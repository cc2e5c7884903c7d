//! Staking messages
//!
//! Every message is immutable once built and validates itself twice: here,
//! without state ([`Msg::validate_basic`]), and inside the ledger against
//! current state.

use crate::address::{AccAddress, ConsPubKey, ValAddress};
use crate::codec::{self, Named, Registry};
use crate::error::{Error, Result};
use crate::policy;
use crate::types::{dec_str, int_str, Coin, CommissionRates, Description};
use crate::ROUTER_KEY;
use rust_decimal::Decimal;
use serde::{Deserialize, Serialize};
use std::collections::BTreeSet;

/// Message type of [`MsgCreateValidator`]
pub const TYPE_CREATE_VALIDATOR: &str = "create_validator";
/// Message type of [`MsgEditValidator`]
pub const TYPE_EDIT_VALIDATOR: &str = "edit_validator";
/// Message type of [`MsgDelegate`]
pub const TYPE_DELEGATE: &str = "delegate";
/// Message type of [`MsgUndelegate`]
pub const TYPE_UNDELEGATE: &str = "begin_unbonding";
/// Message type of [`MsgBeginRedelegate`]
pub const TYPE_BEGIN_REDELEGATE: &str = "begin_redelegate";
/// Message type of [`MsgIndexDelegate`]
pub const TYPE_INDEX_DELEGATE: &str = "index_delegate";

/// Self-describing, self-validating transaction intent
pub trait Msg {
    /// Error returned by validation
    type Error;

    /// Routing key
    fn route(&self) -> &'static str;

    /// Action name, used for tagging
    fn msg_type(&self) -> &'static str;

    /// Addresses that must sign, in order
    fn signers(&self) -> Vec<AccAddress>;

    /// Canonical bytes external signers sign over
    fn sign_bytes(&self) -> std::result::Result<Vec<u8>, Self::Error>;

    /// Stateless validity check
    fn validate_basic(&self) -> std::result::Result<(), Self::Error>;
}

/// Create a new validator with a self-delegation
#[derive(Debug, Clone, PartialEq, Eq, Serialize, Deserialize)]
pub struct MsgCreateValidator {
    /// Description
    pub description: Description,
    /// Commission terms
    pub commission: CommissionRates,
    /// Minimum self-delegation
    #[serde(with = "int_str")]
    pub min_self_delegation: Decimal,
    /// Account paying the self-delegation
    pub delegator_address: AccAddress,
    /// Operator address
    pub validator_address: ValAddress,
    /// Consensus key, bech32 encoded on the wire
    pub pubkey: ConsPubKey,
    /// Self-delegation
    pub value: Coin,
    /// Denomination of the share token
    pub share_token_denom: String,
}

impl MsgCreateValidator {
    /// Build a create message where the operator also pays the self-delegation
    pub fn new(
        validator_address: ValAddress,
        pubkey: ConsPubKey,
        value: Coin,
        description: Description,
        commission: CommissionRates,
        min_self_delegation: Decimal,
        share_token_denom: impl Into<String>,
    ) -> Self {
        Self {
            description,
            commission,
            min_self_delegation,
            delegator_address: AccAddress::from(&validator_address),
            validator_address,
            pubkey,
            value,
            share_token_denom: share_token_denom.into(),
        }
    }
}

impl Named for MsgCreateValidator {
    const TYPE_NAME: &'static str = "cosmos-sdk/MsgCreateValidator";
}

impl Msg for MsgCreateValidator {
    type Error = Error;

    fn route(&self) -> &'static str {
        ROUTER_KEY
    }

    fn msg_type(&self) -> &'static str {
        TYPE_CREATE_VALIDATOR
    }

    fn signers(&self) -> Vec<AccAddress> {
        // delegator first, it pays the fees
        let mut signers = vec![self.delegator_address.clone()];
        if self.delegator_address.as_bytes() != self.validator_address.as_bytes() {
            signers.push(AccAddress::from(&self.validator_address));
        }
        signers
    }

    fn sign_bytes(&self) -> Result<Vec<u8>> {
        codec::sign_bytes(self)
    }

    fn validate_basic(&self) -> Result<()> {
        if self.delegator_address.is_empty() {
            return Err(Error::NilDelegatorAddress);
        }
        if self.validator_address.is_empty() {
            return Err(Error::NilValidatorAddress);
        }
        if self.delegator_address.as_bytes() != self.validator_address.as_bytes() {
            return Err(Error::BadValidatorAddress);
        }
        if !self.value.is_positive() {
            return Err(Error::BadDelegationAmount);
        }
        if self.description.is_empty() {
            return Err(Error::InvalidInput("description must be included".into()));
        }
        if self.commission.is_empty() {
            return Err(Error::InvalidInput("commission must be included".into()));
        }
        if self.share_token_denom.trim().is_empty() {
            return Err(Error::InvalidInput("share token denom must be included".into()));
        }
        policy::check_min_self_delegation(self.min_self_delegation, Some(self.value.amount))
    }
}

/// Edit an existing validator
///
/// Absent optional fields mean "no change".
#[derive(Debug, Clone, PartialEq, Eq, Serialize, Deserialize)]
pub struct MsgEditValidator {
    /// New description fields
    #[serde(flatten)]
    pub description: Description,
    /// Operator address
    #[serde(rename = "address")]
    pub validator_address: ValAddress,
    /// New commission rate
    #[serde(with = "dec_str::option", default)]
    pub commission_rate: Option<Decimal>,
    /// New minimum self-delegation
    #[serde(with = "int_str::option", default)]
    pub min_self_delegation: Option<Decimal>,
}

impl MsgEditValidator {
    /// Build an edit message
    pub fn new(
        validator_address: ValAddress,
        description: Description,
        commission_rate: Option<Decimal>,
        min_self_delegation: Option<Decimal>,
    ) -> Self {
        Self {
            description,
            validator_address,
            commission_rate,
            min_self_delegation,
        }
    }
}

impl Named for MsgEditValidator {
    const TYPE_NAME: &'static str = "cosmos-sdk/MsgEditValidator";
}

┄┄┄┄┄┄┄┄┄┄

* [Problem statement] Using the records above, filter out every line that lacks the string "cosmos" and copy the rest.

* [Answer to this problem]
    const TYPE_NAME: &'static str = "cosmos-sdk/MsgCreateValidator";
    const TYPE_NAME: &'static str = "cosmos-sdk/MsgEditValidator";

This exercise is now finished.